Quelle fin de quinquennat ?

Sans majorité au Parlement, c’est toute la suite du quinquennat d’Emmanuel Macron qui semble aujourd’hui en cause. Même la perspective d’un pacte avec LR, proposé depuis longtemps par l’ancien président Nicolas Sarkozy, apparaît de plus en plus hypothétique tant ce parti semble avoir de la difficulté à rassembler ses troupes, dont près de la moitié a voté la motion de censure malgré des directives contraires.

Après le psychodrame des retraites, on voit mal comment le président pourrait faire adopter les réformes qui sont au programme des prochains mois. Parmi elles, un projet de loi sur la délicate question de l’asile et de l’immigration promet des débats plus que houleux.

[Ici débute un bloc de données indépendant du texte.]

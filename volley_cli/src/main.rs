use std::{path::PathBuf, process::ExitCode, sync::Arc};

use clap::Parser;
use tracing::info;
use tracing_subscriber::{fmt, EnvFilter};
use volley::{
    CsvExporter, HttpTransport, JsonReporter, LoadEngine, LoadTestConfig, Reporter, SqliteStore,
    StdoutReporter, SummaryReporter,
};

#[derive(Parser, Debug)]
#[command(name = "volley")]
#[command(about = "Fixed-duration HTTP load generator", long_about = None)]
#[command(version)]
struct Cli {
    /// JSON load test config (apiUrl, httpMethod, concurrentRequests, durationSeconds)
    config: PathBuf,

    /// SQLite database the run is recorded into. Rows from earlier runs are dropped.
    #[arg(long, default_value = "benchmark_results.db")]
    db: PathBuf,

    /// Also export every observation to this CSV file
    #[arg(long)]
    csv: Option<PathBuf>,

    /// Print the summary as JSON
    #[arg(long)]
    json: bool,
}

#[tokio::main]
async fn main() -> ExitCode {
    init_logging();

    let cli = match Cli::try_parse() {
        Ok(cli) => cli,
        Err(e) => {
            // help and version go to stdout and are not failures
            let failed = e.use_stderr();
            let _ = e.print();
            return if failed {
                ExitCode::FAILURE
            } else {
                ExitCode::SUCCESS
            };
        }
    };

    match run(cli).await {
        Ok(()) => ExitCode::SUCCESS,
        Err(e) => {
            // printed directly so it survives RUST_LOG=off
            eprintln!("error: {e}");
            ExitCode::FAILURE
        }
    }
}

async fn run(cli: Cli) -> Result<(), Box<dyn std::error::Error>> {
    let config = LoadTestConfig::load(&cli.config)?;
    // reject bad configs before touching the database
    config.validate()?;

    let store = Arc::new(SqliteStore::create(&cli.db).await?);
    let engine = LoadEngine::builder()
        .transport(Arc::new(HttpTransport::new()))
        .store(store.clone())
        .build();

    engine.run_until(&config, interrupted()).await?;
    info!("Results logged to {}", cli.db.display());

    let report = SummaryReporter::new(store.clone()).summarize().await?;
    if cli.json {
        JsonReporter.report(&report).await?;
    } else {
        StdoutReporter.report(&report).await?;
    }

    if let Some(path) = &cli.csv {
        CsvExporter::new(store.clone()).export_to_path(path).await?;
    }

    store.close().await;
    Ok(())
}

/// Resolves on Ctrl-C. Never resolves if the handler can't be installed.
async fn interrupted() {
    if tokio::signal::ctrl_c().await.is_err() {
        std::future::pending::<()>().await;
    }
}

fn init_logging() {
    let filter = EnvFilter::try_from_default_env().unwrap_or_else(|_| EnvFilter::new("info"));
    fmt()
        .with_env_filter(filter)
        .with_writer(std::io::stderr)
        .with_target(false)
        .init();
}
//! # Group-Call-Core: Group Call Session Coordination
//!
//! This library coordinates one side of a multi-party call routed through a
//! selective forwarding unit (SFU). It sits between the media transport and
//! the application: transport signals and membership lookups go in, ordered
//! observer events come out.
//!
//! ## Components
//!
//! - **Session State Store** ([`store`]): local device, remote devices in join
//!   order, audio levels, speaking detection, reactions, raised hands and the
//!   low-bandwidth flag
//! - **Event Dispatcher** ([`dispatcher`]): ordered delivery to observers with
//!   per-observer panic isolation
//! - **Lifecycle and Peek** ([`lifecycle`], [`peek`]): join/leave/end
//!   transitions and periodic occupancy refresh
//! - **Membership** ([`proof`], [`members`]): proof refresh with backoff and a
//!   cached roster resolver
//! - **Coordinator** ([`session`], [`client`]): the synchronous core and the
//!   tokio task that owns it
//!
//! ## Event Guarantees
//!
//! Within one dispatch cycle each state category produces at most one event,
//! in a fixed order, and each speaking edge produces its own event.
//! `on_ended` is delivered exactly once and nothing follows it.
//!
//! ## Usage
//!
//! ```rust,no_run
//! use rvoip_group_call_core::{GroupCall, GroupCallCollaborators, GroupCallConfig};
//! use std::sync::Arc;
//!
//! # async fn example(
//! #     collaborators: GroupCallCollaborators,
//! #     observer: Arc<dyn rvoip_group_call_core::GroupCallObserver>,
//! # ) -> rvoip_group_call_core::GroupCallResult<()> {
//! let call = GroupCall::start(1, GroupCallConfig::default(), collaborators)?;
//! call.add_observer(observer).await?;
//! call.join().await?;
//! # Ok(())
//! # }
//! ```

pub mod client;
pub mod config;
pub mod dispatcher;
pub mod error;
pub mod lifecycle;
pub mod members;
pub mod observer;
pub mod peek;
pub mod proof;
pub mod recovery;
pub mod session;
pub mod store;
pub mod transport;
pub mod types;

// Re-export commonly used types and traits
pub use client::{GroupCall, GroupCallCollaborators, GroupCallSnapshot};
pub use config::GroupCallConfig;
pub use dispatcher::{DispatchStats, EventDispatcher, ObserverId};
pub use error::{GroupCallError, GroupCallResult};
pub use lifecycle::{SessionLifecycle, SessionStatus};
pub use members::{GroupMembershipSource, MemberResolver};
pub use observer::{GroupCallEvent, GroupCallObserver};
pub use peek::{PeekController, PeekSource};
pub use proof::MembershipProofProvider;
pub use recovery::{retry_with_backoff, RetryConfig};
pub use session::{GroupCallSession, OutboundRequest};
pub use store::{PendingChanges, SessionStateStore};
pub use transport::{CallTransport, TransportEvent};
pub use types::*;
//! Session state store
//!
//! Holds the local device state, the remote devices in join order and the
//! aggregates derived from media signals. Every mutation records what it
//! changed; [`SessionStateStore::take_changes`] hands those records to the
//! dispatch cycle and resets them.

use std::collections::BTreeMap;

use chrono::Utc;
use indexmap::IndexMap;
use tracing::{debug, trace, warn};

use crate::types::{
    AudioLevel, ConnectionStatus, DemuxId, LocalDeviceState, OpaqueUserId, Reaction,
    ReceivedAudioLevel, RemoteDeviceDelta, RemoteDeviceState, RemoteDevicesChange, SpeechEvent,
    SpeechTransition, UserId,
};

/// Everything that changed since the previous cycle.
#[derive(Debug, Clone, Default, PartialEq)]
pub struct PendingChanges {
    pub local: Option<LocalDeviceState>,
    pub remote: Option<Vec<RemoteDeviceState>>,
    pub audio_levels: Option<(AudioLevel, Vec<ReceivedAudioLevel>)>,
    /// `Some(recovered)` when the low-bandwidth flag flipped since the last dispatch
    pub low_bandwidth: Option<bool>,
    pub reactions: Option<Vec<Reaction>>,
    pub raised_hands: Option<Vec<DemuxId>>,
    /// Speaking edges in detection order
    pub speech_events: Vec<SpeechEvent>,
}

impl PendingChanges {
    pub fn is_empty(&self) -> bool {
        self.local.is_none()
            && self.remote.is_none()
            && self.audio_levels.is_none()
            && self.low_bandwidth.is_none()
            && self.reactions.is_none()
            && self.raised_hands.is_none()
            && self.speech_events.is_empty()
    }
}

#[derive(Debug)]
pub struct SessionStateStore {
    local: LocalDeviceState,
    local_changed: bool,

    remote: IndexMap<DemuxId, RemoteDeviceState>,
    remote_changed: bool,

    captured_level: AudioLevel,
    audio_levels_applied: bool,
    speaking_threshold: AudioLevel,
    speech_events: Vec<SpeechEvent>,

    low_bandwidth: bool,
    low_bandwidth_dispatched: bool,

    pending_reactions: BTreeMap<u64, Reaction>,
    last_reaction_sequence: Option<u64>,

    raised_hands: Vec<DemuxId>,
    raised_hands_dispatched: Vec<DemuxId>,
}

impl SessionStateStore {
    pub fn new(speaking_threshold: AudioLevel) -> Self {
        Self {
            local: LocalDeviceState::new(),
            local_changed: false,
            remote: IndexMap::new(),
            remote_changed: false,
            captured_level: 0,
            audio_levels_applied: false,
            speaking_threshold,
            speech_events: Vec::new(),
            low_bandwidth: false,
            low_bandwidth_dispatched: false,
            pending_reactions: BTreeMap::new(),
            last_reaction_sequence: None,
            raised_hands: Vec::new(),
            raised_hands_dispatched: Vec::new(),
        }
    }

    // ===== LOCAL DEVICE =====

    pub fn local(&self) -> &LocalDeviceState {
        &self.local
    }

    pub fn set_connection_status(&mut self, status: ConnectionStatus) -> bool {
        if self.local.connection_status == status {
            return false;
        }
        self.local.connection_status = status;
        self.local_changed = true;
        true
    }

    pub fn set_local_media(&mut self, audio_enabled: bool, video_enabled: bool) -> bool {
        if self.local.audio_enabled == audio_enabled && self.local.video_enabled == video_enabled {
            return false;
        }
        self.local.audio_enabled = audio_enabled;
        self.local.video_enabled = video_enabled;
        self.local_changed = true;
        true
    }

    /// Record the demux id the SFU gave this device. A remote entry that
    /// claimed the same id is dropped.
    pub fn assign_local_demux_id(&mut self, demux_id: DemuxId) -> bool {
        if self.local.demux_id == Some(demux_id) {
            return false;
        }
        self.local.demux_id = Some(demux_id);
        self.local_changed = true;
        if self.remote.shift_remove(&demux_id).is_some() {
            debug!(demux_id, "Dropped remote entry that shares the local demux id");
            self.remote_changed = true;
        }
        true
    }

    // ===== REMOTE DEVICES =====

    pub fn remote_devices(&self) -> impl Iterator<Item = &RemoteDeviceState> {
        self.remote.values()
    }

    /// Merge a batch of deltas and classify what actually changed.
    ///
    /// Deltas naming the local demux id are ignored. A repeated `Joined` for a
    /// known device is ignored with a warning. Any delta that took effect marks
    /// the cycle for a remote device event.
    pub fn apply_remote_update(&mut self, deltas: &[RemoteDeviceDelta]) -> RemoteDevicesChange {
        let mut change = RemoteDevicesChange::default();
        let mut applied = false;

        for delta in deltas {
            let demux_id = delta.demux_id();
            if self.local.demux_id == Some(demux_id) {
                trace!(demux_id, "Ignoring remote delta for the local device");
                continue;
            }

            match delta {
                RemoteDeviceDelta::Joined { opaque_user_id, .. } => {
                    if self.remote.contains_key(&demux_id) {
                        warn!(demux_id, "Device joined twice, ignoring");
                        continue;
                    }
                    self.remote
                        .insert(demux_id, RemoteDeviceState::new(demux_id, opaque_user_id.clone()));
                    applied = true;
                    change.removed.retain(|id| *id != demux_id);
                    change.added.push(demux_id);
                }
                RemoteDeviceDelta::Left { .. } => {
                    self.lower_hand(demux_id);
                    let Some(device) = self.remote.shift_remove(&demux_id) else {
                        trace!(demux_id, "Unknown device left");
                        continue;
                    };
                    if device.speaking {
                        self.push_speech_edge(demux_id, SpeechTransition::Stopped);
                    }
                    applied = true;
                    change.changed.retain(|id| *id != demux_id);
                    if let Some(pos) = change.added.iter().position(|id| *id == demux_id) {
                        change.added.remove(pos);
                    } else {
                        change.removed.push(demux_id);
                    }
                }
                RemoteDeviceDelta::MediaChanged {
                    audio_enabled,
                    video_enabled,
                    presenting,
                    ..
                } => {
                    let Some(device) = self.remote.get_mut(&demux_id) else {
                        trace!(demux_id, "Media change for unknown device");
                        continue;
                    };
                    let mut modified = false;
                    modified |= merge_flag(&mut device.audio_enabled, *audio_enabled);
                    modified |= merge_flag(&mut device.video_enabled, *video_enabled);
                    modified |= merge_flag(&mut device.presenting, *presenting);
                    applied |= modified;
                    if modified
                        && !change.added.contains(&demux_id)
                        && !change.changed.contains(&demux_id)
                    {
                        change.changed.push(demux_id);
                    }
                }
            }
        }

        // A device that joins and leaves within one batch nets out of the
        // classification but the roster still changed.
        if applied {
            self.remote_changed = true;
        }
        change
    }

    /// Opaque ids of devices whose user id is still unknown, without duplicates.
    pub fn unresolved_opaque_user_ids(&self) -> Vec<OpaqueUserId> {
        let mut ids: Vec<OpaqueUserId> = Vec::new();
        for device in self.remote.values().filter(|d| d.user_id.is_none()) {
            if !ids.contains(&device.opaque_user_id) {
                ids.push(device.opaque_user_id.clone());
            }
        }
        ids
    }

    /// Fill in user ids that `lookup` can resolve. Returns the updated demux ids.
    pub fn apply_resolved_members<F>(&mut self, lookup: F) -> Vec<DemuxId>
    where
        F: Fn(&OpaqueUserId) -> Option<UserId>,
    {
        let mut resolved = Vec::new();
        for device in self.remote.values_mut().filter(|d| d.user_id.is_none()) {
            if let Some(user_id) = lookup(&device.opaque_user_id) {
                device.user_id = Some(user_id);
                resolved.push(device.demux_id);
            }
        }
        if !resolved.is_empty() {
            debug!(count = resolved.len(), "Resolved remote device identities");
            self.remote_changed = true;
        }
        resolved
    }

    // ===== MEDIA SIGNALS =====

    /// Record audio levels and detect speaking edges.
    ///
    /// Marks the cycle for an audio level event even if no level changed.
    pub fn apply_audio_levels(&mut self, captured_level: AudioLevel, received: &[ReceivedAudioLevel]) {
        self.captured_level = captured_level;
        self.audio_levels_applied = true;

        let mut edges = Vec::new();
        for level in received {
            let Some(device) = self.remote.get_mut(&level.demux_id) else {
                continue;
            };
            device.audio_level = level.level;
            let speaking = level.level >= self.speaking_threshold;
            if speaking != device.speaking {
                device.speaking = speaking;
                edges.push((
                    level.demux_id,
                    if speaking {
                        SpeechTransition::Started
                    } else {
                        SpeechTransition::Stopped
                    },
                ));
            }
        }
        for (demux_id, transition) in edges {
            self.push_speech_edge(demux_id, transition);
        }
    }

    pub fn apply_low_bandwidth(&mut self, low: bool) {
        if self.low_bandwidth != low {
            trace!(low, "Low bandwidth flag updated");
        }
        self.low_bandwidth = low;
    }

    /// Queue a reaction. Returns `false` for duplicates and already delivered sequences.
    pub fn apply_reaction(&mut self, reaction: Reaction) -> bool {
        if let Some(last) = self.last_reaction_sequence {
            if reaction.sequence <= last {
                debug!(sequence = reaction.sequence, last, "Dropping stale reaction");
                return false;
            }
        }
        if self.pending_reactions.contains_key(&reaction.sequence) {
            debug!(sequence = reaction.sequence, "Dropping duplicate reaction");
            return false;
        }
        self.pending_reactions.insert(reaction.sequence, reaction);
        true
    }

    /// Raise or lower a hand. Returns `true` if the list changed.
    pub fn apply_raised_hand(&mut self, demux_id: DemuxId, raised: bool) -> bool {
        if raised {
            if self.raised_hands.contains(&demux_id) {
                return false;
            }
            self.raised_hands.push(demux_id);
            true
        } else {
            self.lower_hand(demux_id)
        }
    }

    pub fn raised_hands(&self) -> &[DemuxId] {
        &self.raised_hands
    }

    fn lower_hand(&mut self, demux_id: DemuxId) -> bool {
        let before = self.raised_hands.len();
        self.raised_hands.retain(|id| *id != demux_id);
        self.raised_hands.len() != before
    }

    fn push_speech_edge(&mut self, demux_id: DemuxId, transition: SpeechTransition) {
        trace!(demux_id, ?transition, "Speaking edge");
        self.speech_events.push(SpeechEvent {
            demux_id,
            transition,
            timestamp: Utc::now(),
        });
    }

    // ===== CYCLE =====

    /// Take everything recorded since the last call.
    pub fn take_changes(&mut self) -> PendingChanges {
        let local = std::mem::take(&mut self.local_changed).then(|| self.local.clone());
        let remote = std::mem::take(&mut self.remote_changed)
            .then(|| self.remote.values().cloned().collect());

        let audio_levels = std::mem::take(&mut self.audio_levels_applied).then(|| {
            let received = self
                .remote
                .values()
                .map(|d| ReceivedAudioLevel {
                    demux_id: d.demux_id,
                    level: d.audio_level,
                })
                .collect();
            (self.captured_level, received)
        });

        let low_bandwidth = if self.low_bandwidth != self.low_bandwidth_dispatched {
            self.low_bandwidth_dispatched = self.low_bandwidth;
            Some(!self.low_bandwidth)
        } else {
            None
        };

        let reactions = if self.pending_reactions.is_empty() {
            None
        } else {
            let drained = std::mem::take(&mut self.pending_reactions);
            self.last_reaction_sequence = drained.keys().next_back().copied();
            Some(drained.into_values().collect())
        };

        // Compared against the last delivered list, so a hand raised and
        // lowered within one cycle produces nothing.
        let raised_hands = if self.raised_hands != self.raised_hands_dispatched {
            self.raised_hands_dispatched = self.raised_hands.clone();
            Some(self.raised_hands.clone())
        } else {
            None
        };

        PendingChanges {
            local,
            remote,
            audio_levels,
            low_bandwidth,
            reactions,
            raised_hands,
            speech_events: std::mem::take(&mut self.speech_events),
        }
    }

    /// Drop all session state. The local device reports `Ended`.
    pub fn teardown(&mut self) {
        debug!(remote_devices = self.remote.len(), "Tearing down session state");
        let threshold = self.speaking_threshold;
        let local = LocalDeviceState {
            connection_status: ConnectionStatus::Ended,
            ..self.local.clone()
        };
        *self = Self::new(threshold);
        self.local = local;
    }
}

fn merge_flag(slot: &mut Option<bool>, update: Option<bool>) -> bool {
    match update {
        Some(value) if *slot != Some(value) => {
            *slot = Some(value);
            true
        }
        _ => false,
    }
}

Quant à la perspective de réformer les institutions de la Ve République évoquée par le président, elle semble totalement hors de portée puisqu’elle exigerait soit une adoption par référendum, soit une majorité des trois cinquièmes des suffrages exprimés dans les deux chambres.

Après une telle séquence, « le chef de l’État sera sommé de changer de politique […] ou de changer de premier ministre, ou de retourner aux urnes, via un référendum ou une dissolution », a écrit l’éditorialiste du Figaro Guillaume Tabard.

La défiance politique n’a jamais été si élevée en France, selon le politologue Pascal Perrineau, qui cite une récente étude du CEVIPOF révélant que près des deux tiers des Français considèrent que la démocratie ne fonctionne pas bien au pays. Un chiffre qui a progressé de neuf points en deux ans seulement.

Avec l’appui d’à peine 28 % de la population, Emmanuel Macron renoue avec les pires scores de popularité de l’année 2019, pendant la révolte des Gilets jaunes. Dans les couloirs de l’Élysée, on évoquait lundi soir la possibilité d’une adresse à la nation d’ici quelques jours à peine.